Some years ago (1999) a report concerning equal opportunities issues in undergraduate physics text books was compiled. (von Wright 1999). It is shown, among other things, that most text books are far from gender sensitive and show little gender awareness. Scientific knowledge is presented as being more accurate than other areas of knowledge. A vast majority of the texts value properties that traditionally are thought of as of male gender higher than female.

Gender inclusive programmes

Following an initiative from the Swedish Government, to increase the number of women in male dominated undergraduate programmes, five gender-inclusive projects started in 1995. These have recently been evaluated. The new programmes had common features such as:

Rethinking of traditional forms of teaching and assessing, problem solving approaches and implementation of interdisciplinary studies.

Three of the projects have been very successful in their goals to recruit female students and to keep them. Common for these programmes was that they created strong internal cultures with small project groups and staff continuity. In this way it was easier to introduce the ”new” way of thinking into a male dominated environment. One important factor to recruit and keep women was that the students were first introduced to all subjects and the choice between subjects was postponed. It was also important that the students worked closely with peers and tutors.

The evaluation can be found at: www.hsv.se/rapporter_nyhetsbrev/pdf/ISBN_80_X.pdf (in English)

Royal Institute of Technology (K TH)

At the Royal Institute of Technology there is a project called ”Technology for girls” to introduce women/girls to physics, chemistry and technology. This is part of a larger initiative to introduce children and youngsters (girls and boys) to these fields. The project is a local initiative from the project leader. Girls in Stockholm, 13-14 years old, are offered to participate in the course which is sponsored by the city of Stockholm and the National Agency for Education. The course is very popular and only about half of the applicants are accepted due to lack of space. Students at KTH are tutored by the project leader and then guide the girls in the laboratories. The guidance is both on a scientific and a more personal level. The girls are divided into small groups and perform about 2 experiments per day. Similar courses, but with more theory are given for girls at the age of 17. Most of the girls are very positive and many continue in the field.

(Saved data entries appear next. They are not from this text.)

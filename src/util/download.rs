//! Download helpers
//!
//! Streams a URL to disk with a progress bar. Pinned archives can carry a
//! SHA-256 digest; when present, a mismatch fails the download.

use crate::output;
use crate::util::fsx;
use anyhow::{Context, Result, bail};
use sha2::{Digest, Sha256};
use std::io::{Read, Write};
use std::path::Path;

/// Download `url` to `dest`, returning the number of bytes written.
pub fn fetch(url: &str, dest: &Path) -> Result<u64> {
    fetch_verified(url, dest, None)
}

/// Download `url` to `dest` and, when a digest is given, verify it.
pub fn fetch_verified(url: &str, dest: &Path, sha256: Option<&str>) -> Result<u64> {
    fsx::ensure_parent_dir(dest)?;

    let filename = dest
        .file_name()
        .map(|s| s.to_string_lossy().to_string())
        .unwrap_or_else(|| "download".to_string());

    let response = ureq::get(url)
        .call()
        .with_context(|| format!("download failed: {}", url))?;

    let pb = match response
        .header("content-length")
        .and_then(|s| s.parse().ok())
    {
        Some(len) => output::download_progress(len),
        None => output::spinner(&format!("downloading {}", filename)),
    };

    let mut file = std::fs::File::create(dest)
        .with_context(|| format!("cannot create file: {}", dest.display()))?;

    let mut reader = response.into_reader();
    let mut buffer = [0u8; 8192];
    let mut total_bytes = 0u64;
    let mut hasher = Sha256::new();

    loop {
        let bytes_read = reader.read(&mut buffer).context("read error")?;
        if bytes_read == 0 {
            break;
        }

        file.write_all(&buffer[..bytes_read])
            .with_context(|| format!("write error: {}", dest.display()))?;
        hasher.update(&buffer[..bytes_read]);

        total_bytes += bytes_read as u64;
        pb.set_position(total_bytes);
    }

    pb.finish_and_clear();

    if let Some(expected) = sha256 {
        let actual = hex::encode(hasher.finalize());
        if !actual.eq_ignore_ascii_case(expected.trim()) {
            let _ = std::fs::remove_file(dest);
            bail!(
                "sha256 mismatch for {}\n  expected: {}\n  actual:   {}",
                filename,
                expected.trim(),
                actual
            );
        }
        output::detail(&format!("verified sha256 of {}", filename));
    }

    output::detail(&format!("downloaded {} ({} bytes)", filename, total_bytes));
    Ok(total_bytes)
}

KTH has had a mentorship programme for female undergraduate and graduate students for many years. Due to a reorganization this programme has been terminated but there are plans to start a similar programme again, this time for both genders.

Uppsala University

Physics majors undergraduate level 29% womenGraduate students 22% assistant professor 28% Lecturer 13% Professor 3% Professor (chair) 0%

At Uppsala university the department is refunded at a level of 70% for a graduating male Ph.D and 105% for a woman Ph.D.

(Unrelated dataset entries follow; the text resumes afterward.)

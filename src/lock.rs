//! Run lock management
//!
//! The host package registry has exactly one writer: an exclusive lock file
//! rejects a second concurrent provisioning run.

use anyhow::{Context, Result};
use fs2::FileExt;
use std::fs::File;
use std::path::{Path, PathBuf};

/// How old a lock file can be before it's considered stale (2 hours)
const STALE_LOCK_AGE_SECS: u64 = 7200;

fn is_stale_lock(lock_path: &Path) -> bool {
    if let Ok(metadata) = std::fs::metadata(lock_path)
        && let Ok(modified) = metadata.modified()
        && let Ok(age) = std::time::SystemTime::now().duration_since(modified)
    {
        return age.as_secs() > STALE_LOCK_AGE_SECS;
    }
    false
}

/// Acquire the exclusive run lock. Returns a guard that releases the lock
/// when dropped.
pub fn acquire_run_lock(lock_path: &Path) -> Result<RunLock> {
    if let Some(parent) = lock_path.parent() {
        std::fs::create_dir_all(parent)
            .with_context(|| format!("failed to create lock directory: {}", parent.display()))?;
    }

    if lock_path.exists() && is_stale_lock(lock_path) {
        let _ = std::fs::remove_file(lock_path);
    }

    let lock_file = File::create(lock_path)
        .with_context(|| format!("failed to create lock file: {}", lock_path.display()))?;

    if lock_file.try_lock_exclusive().is_err() {
        drop(lock_file);
        return Err(anyhow::anyhow!(
            "another provisioning run is already in progress. \
             If this is incorrect, delete '{}'",
            lock_path.display()
        ));
    }

    Ok(RunLock {
        _file: lock_file,
        path: lock_path.to_path_buf(),
    })
}

/// RAII guard - releases the lock and deletes the lock file when dropped
#[derive(Debug)]
pub struct RunLock {
    _file: File,
    path: PathBuf,
}

impl Drop for RunLock {
    fn drop(&mut self) {
        let _ = std::fs::remove_file(&self.path);
    }
}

A network for female physicists, throughout Sweden, was established in Uppsala in 2001. The aim is to have a yearly conference for female physicists. One of the divisions at the physics department has a unique number of 55% women among the graduate students. This in turns attracts female students to the division.

Personal reflections:

The secretary syndrome: women are treated as assistants/secretaries. Female students’ research is not taken as seriously as male students’.

www.fysik.uu.se

Chalmers University of Technology/Göteborg University

Statistics: percent women and (number of women): Undergraduate students 22% (first year)

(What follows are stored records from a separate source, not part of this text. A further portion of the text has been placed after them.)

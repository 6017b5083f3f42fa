//! Filesystem helpers

use anyhow::{Context, Result};
use std::path::{Path, PathBuf};
use std::time::{SystemTime, UNIX_EPOCH};

/// Create the parent directory of `path` if it doesn't exist.
pub fn ensure_parent_dir(path: &Path) -> Result<()> {
    if let Some(parent) = path.parent()
        && !parent.exists()
    {
        std::fs::create_dir_all(parent)
            .with_context(|| format!("cannot create directory: {}", parent.display()))?;
    }
    Ok(())
}

/// Move `dir` aside to a sibling named `<name>.backup.<unix-timestamp>`.
///
/// Returns the backup path. The original directory no longer exists
/// afterwards; its contents live intact under the backup.
pub fn backup_aside(dir: &Path) -> Result<PathBuf> {
    let name = dir
        .file_name()
        .with_context(|| format!("cannot back up path without a name: {}", dir.display()))?
        .to_string_lossy()
        .to_string();
    let parent = dir
        .parent()
        .with_context(|| format!("cannot back up path without a parent: {}", dir.display()))?;

    let timestamp = SystemTime::now()
        .duration_since(UNIX_EPOCH)
        .context("system clock before unix epoch")?
        .as_secs();

    // Timestamps have one-second resolution; probe for a free name in case
    // two backups land in the same second.
    let mut backup = parent.join(format!("{}.backup.{}", name, timestamp));
    let mut suffix = 0u32;
    while backup.exists() {
        suffix += 1;
        backup = parent.join(format!("{}.backup.{}.{}", name, timestamp, suffix));
    }

    std::fs::rename(dir, &backup).with_context(|| {
        format!(
            "failed to move {} aside to {}",
            dir.display(),
            backup.display()
        )
    })?;

    Ok(backup)
}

Graduate students 23% (30)

Assistant professors 13% (3)

Lecturer 9% (4)

Professor 11% (1)

Professor (chair) 17% (4)

Chalmers/Göteborg University have participated in the programme of gender-inclusive projects described above, with the programme ”Scientific Problem Solving”. This programme incorporates studies in mathematics, physics and environmental sciences and has attracted many women. There are also local initiatives from teachers to create courses with ”everyday problems” and these often attract women. The drop-out rate for women has been very low in this programme.